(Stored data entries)
****
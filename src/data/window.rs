//! # Information Window
//!
//! $$
//! \mathcal{W}_t = \{(t_k, a_k, p_k)\in\mathcal{P} : t - s \le t_k < t\}
//! $$
//!
//! Trailing lookback window. The reference timestamp itself is excluded so an
//! estimate at `t` never sees the bar it will trade on.

use anyhow::ensure;
use anyhow::Result;
use chrono::NaiveDateTime;
use chrono::TimeDelta;

use super::panel::PanelView;
use super::panel::PricePanel;

#[derive(Clone, Copy, Debug, PartialEq, Eq)]
pub struct InformationWindow {
  duration: TimeDelta,
}

impl InformationWindow {
  /// Window of length `duration`. Fails when `duration <= 0`.
  pub fn new(duration: TimeDelta) -> Result<Self> {
    ensure!(
      duration > TimeDelta::zero(),
      "window duration must be positive, got {duration}"
    );
    Ok(Self { duration })
  }

  pub fn days(days: i64) -> Result<Self> {
    let duration = TimeDelta::try_days(days)
      .ok_or_else(|| anyhow::anyhow!("window of {days} days is out of range"))?;
    Self::new(duration)
  }

  pub fn duration(&self) -> TimeDelta {
    self.duration
  }

  /// Half-open bounds `[start, end)` for reference time `t`.
  pub fn bounds(&self, t: NaiveDateTime) -> (NaiveDateTime, NaiveDateTime) {
    let start = t
      .checked_sub_signed(self.duration)
      .unwrap_or(NaiveDateTime::MIN);
    (start, t)
  }

  pub fn contains(&self, t: NaiveDateTime, ts: NaiveDateTime) -> bool {
    let (start, end) = self.bounds(t);
    ts >= start && ts < end
  }

  /// Rows of `panel` inside the window ending at `t`. May be empty.
  pub fn slice<'a>(&self, panel: &'a PricePanel, t: NaiveDateTime) -> PanelView<'a> {
    panel.view_where(|ts| self.contains(t, ts))
  }
}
****
▸ ACTIVITY:
Please transcribe the data exactly from its first line. End with the line that contains "#[derive(Clone, Copy, Debug, PartialEq, Eq)]".

▸ PROBLEM SOLUTION:
filename src/data/window.rs
//! # Information Window
//!
//! $$
//! \mathcal{W}_t = \{(t_k, a_k, p_k)\in\mathcal{P} : t - s \le t_k < t\}
//! $$
//!
//! Trailing lookback window. The reference timestamp itself is excluded so an
//! estimate at `t` never sees the bar it will trade on.

use anyhow::ensure;
use anyhow::Result;
use chrono::NaiveDateTime;
use chrono::TimeDelta;

use super::panel::PanelView;
use super::panel::PricePanel;

#[derive(Clone, Copy, Debug, PartialEq, Eq)]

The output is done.